● Your goal
Locate, in the data below, the line that contains "if mask == 0" and the line that contains "let wire = msg.encode(&tag);"; reproduce exactly those two lines and every line between them, nothing more.

● Records provided
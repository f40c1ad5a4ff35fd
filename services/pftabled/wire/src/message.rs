//! Fixed-size control message layout, encoding and decoding.
//!
//! Every command travels as exactly one [`MESSAGE_SIZE`]-byte UDP datagram.
//! The authentication tag covers the first [`SIGNED_LEN`] bytes in their wire
//! byte order, so signing and verification always operate on encoded bytes,
//! never on decoded host-order values.

use crate::auth::{AuthTag, TAG_SIZE};
use crate::error::WireError;
use bytes::{Buf, BufMut, Bytes, BytesMut};
use std::fmt;
use std::net::Ipv4Addr;

/// Current wire protocol version
pub const WIRE_VERSION: u8 = 2;

/// Oldest version still accepted; predates per-entry prefix lengths
pub const LEGACY_VERSION: u8 = 1;

/// Fixed width of the table name field in bytes
pub const TABLE_NAME_SIZE: usize = 32;

/// Number of leading wire bytes covered by the authentication tag
pub const SIGNED_LEN: usize = 4 + 4 + TABLE_NAME_SIZE + 4;

/// Total message size in bytes
pub const MESSAGE_SIZE: usize = SIGNED_LEN + TAG_SIZE;

/// Command codes as defined in the wire protocol
#[repr(u8)]
#[derive(Debug, Clone, Copy, PartialEq, Eq)]
pub enum Command {
    /// Add an address to a table
    Add = 0x01,
    /// Remove an address from a table
    Remove = 0x02,
    /// Flush all addresses from a table
    Flush = 0x03,
}

impl TryFrom<u8> for Command {
    type Error = WireError;

    fn try_from(value: u8) -> Result<Self, Self::Error> {
        match value {
            0x01 => Ok(Command::Add),
            0x02 => Ok(Command::Remove),
            0x03 => Ok(Command::Flush),
            _ => Err(WireError::Command(value)),
        }
    }
}

impl fmt::Display for Command {
    fn fmt(&self, f: &mut fmt::Formatter<'_>) -> fmt::Result {
        match self {
            Command::Add => write!(f, "add"),
            Command::Remove => write!(f, "del"),
            Command::Flush => write!(f, "flush"),
        }
    }
}

/// Fixed-capacity table name.
///
/// The wire field is a fixed-width byte buffer with no terminator guarantee.
/// Construction is length-bounded and comparisons cover the whole buffer, so
/// names are never treated as C strings.
#[derive(Clone, Copy, PartialEq, Eq, Hash)]
pub struct TableName([u8; TABLE_NAME_SIZE]);

impl TableName {
    /// Create a table name from text, failing if it exceeds the fixed width
    pub fn new(name: &str) -> Result<Self, WireError> {
        let bytes = name.as_bytes();
        if bytes.len() > TABLE_NAME_SIZE {
            return Err(WireError::TableName(bytes.len()));
        }
        let mut buf = [0u8; TABLE_NAME_SIZE];
        buf[..bytes.len()].copy_from_slice(bytes);
        Ok(Self(buf))
    }

    /// Create a table name from a raw wire field
    pub fn from_wire(raw: [u8; TABLE_NAME_SIZE]) -> Self {
        Self(raw)
    }

    /// Raw fixed-width bytes as they appear on the wire
    pub fn as_bytes(&self) -> &[u8; TABLE_NAME_SIZE] {
        &self.0
    }
}

impl fmt::Display for TableName {
    fn fmt(&self, f: &mut fmt::Formatter<'_>) -> fmt::Result {
        let end = self.0.iter().position(|&b| b == 0).unwrap_or(TABLE_NAME_SIZE);
        write!(f, "{}", String::from_utf8_lossy(&self.0[..end]))
    }
}

impl fmt::Debug for TableName {
    fn fmt(&self, f: &mut fmt::Formatter<'_>) -> fmt::Result {
        write!(f, "TableName({})", self)
    }
}

/// Decoded control message, excluding the authentication tag
#[derive(Debug, Clone, Copy, PartialEq, Eq)]
pub struct ControlMessage {
    /// Protocol version from the wire
    pub version: u8,
    /// Requested command
    pub command: Command,
    /// CIDR prefix length; meaningful for Add/Remove only
    pub mask: u8,
    /// IPv4 address the command applies to
    pub addr: Ipv4Addr,
    /// Target table name
    pub table: TableName,
    /// Sender timestamp, seconds since the Unix epoch
    pub timestamp: u32,
}

impl ControlMessage {
    /// Encode the signed region (everything before the tag) in wire order
    pub fn signed_bytes(&self) -> Bytes {
        let mut buf = BytesMut::with_capacity(SIGNED_LEN);
        self.put_signed(&mut buf);
        buf.freeze()
    }

    /// Encode the full message including the given tag
    pub fn encode(&self, tag: &AuthTag) -> Bytes {
        let mut buf = BytesMut::with_capacity(MESSAGE_SIZE);
        self.put_signed(&mut buf);
        buf.put_slice(tag.as_bytes());
        buf.freeze()
    }

    fn put_signed(&self, buf: &mut BytesMut) {
        buf.put_u8(self.version);
        buf.put_u8(self.command as u8);
        buf.put_u8(0); // reserved
        buf.put_u8(self.mask);
        buf.put_slice(&self.addr.octets());
        buf.put_slice(self.table.as_bytes());
        buf.put_u32(self.timestamp);
    }

    /// Decode a datagram into a message and its authentication tag.
    ///
    /// Rejects any input whose length differs from [`MESSAGE_SIZE`], versions
    /// newer than [`WIRE_VERSION`] or older than [`LEGACY_VERSION`], and
    /// unknown command codes. The tag is returned unverified; callers check
    /// it against the raw signed region of the datagram.
    pub fn decode(datagram: &[u8]) -> Result<(Self, AuthTag), WireError> {
        if datagram.len() != MESSAGE_SIZE {
            return Err(WireError::Length(datagram.len()));
        }

        let mut buf = datagram;

        let version = buf.get_u8();
        if version > WIRE_VERSION || version < LEGACY_VERSION {
            return Err(WireError::Version(version));
        }

        let command = Command::try_from(buf.get_u8())?;
        let _reserved = buf.get_u8();
        let mask = buf.get_u8();

        let mut octets = [0u8; 4];
        buf.copy_to_slice(&mut octets);
        let addr = Ipv4Addr::from(octets);

        let mut table = [0u8; TABLE_NAME_SIZE];
        buf.copy_to_slice(&mut table);

        let timestamp = buf.get_u32();

        let mut tag = [0u8; TAG_SIZE];
        buf.copy_to_slice(&mut tag);

        Ok((
            Self {
                version,
                command,
                mask,
                addr,
                table: TableName::from_wire(table),
                timestamp,
            },
            AuthTag::from_bytes(tag),
        ))
    }

    /// Apply version-dependent field defaults.
    ///
    /// [`LEGACY_VERSION`] messages carry no meaningful prefix length, so the
    /// mask is forced to a single host regardless of the wire byte.
    pub fn normalize(&mut self) {
        if self.version == LEGACY_VERSION {
            self.mask = 32;
        }
    }
}

/// Zero all address bits past the first `mask` bits.
///
/// Applied to every Add/Remove address before it reaches the backend,
/// whether or not the sender supplied it already clean. Masks of 32 and
/// above leave the address untouched; a mask of 0 clears it entirely
/// (callers reject 0 before dispatch).
pub fn clean_mask(addr: Ipv4Addr, mask: u8) -> Ipv4Addr {
    if mask >= 32 {
        return addr;
    }
    if mask == 0 {
        return Ipv4Addr::UNSPECIFIED;
    }
    let bits = u32::from(addr) & (u32::MAX << (32 - u32::from(mask)));
    Ipv4Addr::from(bits)
}

#[cfg(test)]
mod tests {
    use super::*;
    use crate::auth::AuthTag;

    fn sample() -> ControlMessage {
        ControlMessage {
            version: WIRE_VERSION,
            command: Command::Add,
            mask: 24,
            addr: Ipv4Addr::new(10, 1, 2, 3),
            table: TableName::new("blocked").unwrap(),
            timestamp: 0x1122_3344,
        }
    }

    #[test]
    fn test_encode_decode_round_trip() {
        let msg = sample();
        let tag = AuthTag::from_bytes([0xAB; TAG_SIZE]);

        let wire = msg.encode(&tag);
        assert_eq!(wire.len(), MESSAGE_SIZE);

        let (decoded, decoded_tag) = ControlMessage::decode(&wire).unwrap();
        assert_eq!(decoded, msg);
        assert_eq!(decoded_tag, tag);
    }

    #[test]
    fn test_wire_layout() {
        let msg = sample();
        let wire = msg.encode(&AuthTag::zero());

        assert_eq!(wire[0], WIRE_VERSION);
        assert_eq!(wire[1], 0x01); // add
        assert_eq!(wire[2], 0x00); // reserved
        assert_eq!(wire[3], 24);
        assert_eq!(&wire[4..8], &[10, 1, 2, 3]);
        assert_eq!(&wire[8..15], b"blocked");
        assert_eq!(&wire[40..44], &[0x11, 0x22, 0x33, 0x44]);
        assert_eq!(&wire[44..], &[0u8; TAG_SIZE]);
    }

    #[test]
    fn test_decode_rejects_bad_length() {
        let wire = sample().encode(&AuthTag::zero());

        assert_eq!(
            ControlMessage::decode(&wire[..MESSAGE_SIZE - 1]),
            Err(WireError::Length(MESSAGE_SIZE - 1))
        );
        assert_eq!(ControlMessage::decode(&[]), Err(WireError::Length(0)));

        let mut long = wire.to_vec();
        long.push(0);
        assert_eq!(
            ControlMessage::decode(&long),
            Err(WireError::Length(MESSAGE_SIZE + 1))
        );
    }

    #[test]
    fn test_decode_rejects_unsupported_version() {
        let mut wire = sample().encode(&AuthTag::zero()).to_vec();
        wire[0] = WIRE_VERSION + 1;
        assert_eq!(
            ControlMessage::decode(&wire),
            Err(WireError::Version(WIRE_VERSION + 1))
        );

        wire[0] = 0;
        assert_eq!(ControlMessage::decode(&wire), Err(WireError::Version(0)));
    }

    #[test]
    fn test_decode_rejects_unknown_command() {
        let mut wire = sample().encode(&AuthTag::zero()).to_vec();
        wire[1] = 0x7F;
        assert_eq!(ControlMessage::decode(&wire), Err(WireError::Command(0x7F)));
    }

    #[test]
    fn test_legacy_version_forces_host_mask() {
        let mut wire = sample().encode(&AuthTag::zero()).to_vec();
        wire[0] = LEGACY_VERSION;
        wire[3] = 7; // garbage mask byte on the wire

        let (mut msg, _) = ControlMessage::decode(&wire).unwrap();
        msg.normalize();
        assert_eq!(msg.mask, 32);
    }

    #[test]
    fn test_normalize_keeps_current_version_mask() {
        let mut msg = sample();
        msg.normalize();
        assert_eq!(msg.mask, 24);
    }

    #[test]
    fn test_clean_mask() {
        let addr = Ipv4Addr::new(10, 0, 0, 1);
        assert_eq!(clean_mask(addr, 24), Ipv4Addr::new(10, 0, 0, 0));
        assert_eq!(clean_mask(addr, 32), addr);

        let addr = Ipv4Addr::new(192, 168, 255, 255);
        assert_eq!(clean_mask(addr, 16), Ipv4Addr::new(192, 168, 0, 0));
        assert_eq!(clean_mask(addr, 20), Ipv4Addr::new(192, 168, 240, 0));
        assert_eq!(clean_mask(addr, 1), Ipv4Addr::new(128, 0, 0, 0));

        // already-clean addresses stay unchanged
        let net = Ipv4Addr::new(172, 16, 0, 0);
        assert_eq!(clean_mask(net, 12), net);
    }

    #[test]
    fn test_table_name_bounds() {
        assert!(TableName::new(&"x".repeat(TABLE_NAME_SIZE)).is_ok());
        assert_eq!(
            TableName::new(&"x".repeat(TABLE_NAME_SIZE + 1)),
            Err(WireError::TableName(TABLE_NAME_SIZE + 1))
        );
    }

    #[test]
    fn test_table_name_display() {
        let name = TableName::new("spammers").unwrap();
        assert_eq!(name.to_string(), "spammers");

        // full-width name without a terminator
        let full = TableName::from_wire([b'a'; TABLE_NAME_SIZE]);
        assert_eq!(full.to_string().len(), TABLE_NAME_SIZE);
    }

    #[test]
    fn test_table_name_comparison_covers_whole_buffer() {
        let mut raw = [0u8; TABLE_NAME_SIZE];
        raw[..4].copy_from_slice(b"name");
        let clean = TableName::from_wire(raw);

        // same visible prefix, garbage after the NUL
        raw[10] = 0xFF;
        let dirty = TableName::from_wire(raw);

        assert_ne!(clean, dirty);
    }
}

● Written answer
    if mask == 0 {
        return Ipv4Addr::UNSPECIFIED;
    }
    let bits = u32::from(addr) & (u32::MAX << (32 - u32::from(mask)));
    Ipv4Addr::from(bits)
}

#[cfg(test)]
mod tests {
    use super::*;
    use crate::auth::AuthTag;

    fn sample() -> ControlMessage {
        ControlMessage {
            version: WIRE_VERSION,
            command: Command::Add,
            mask: 24,
            addr: Ipv4Addr::new(10, 1, 2, 3),
            table: TableName::new("blocked").unwrap(),
            timestamp: 0x1122_3344,
        }
    }

    #[test]
    fn test_encode_decode_round_trip() {
        let msg = sample();
        let tag = AuthTag::from_bytes([0xAB; TAG_SIZE]);

        let wire = msg.encode(&tag);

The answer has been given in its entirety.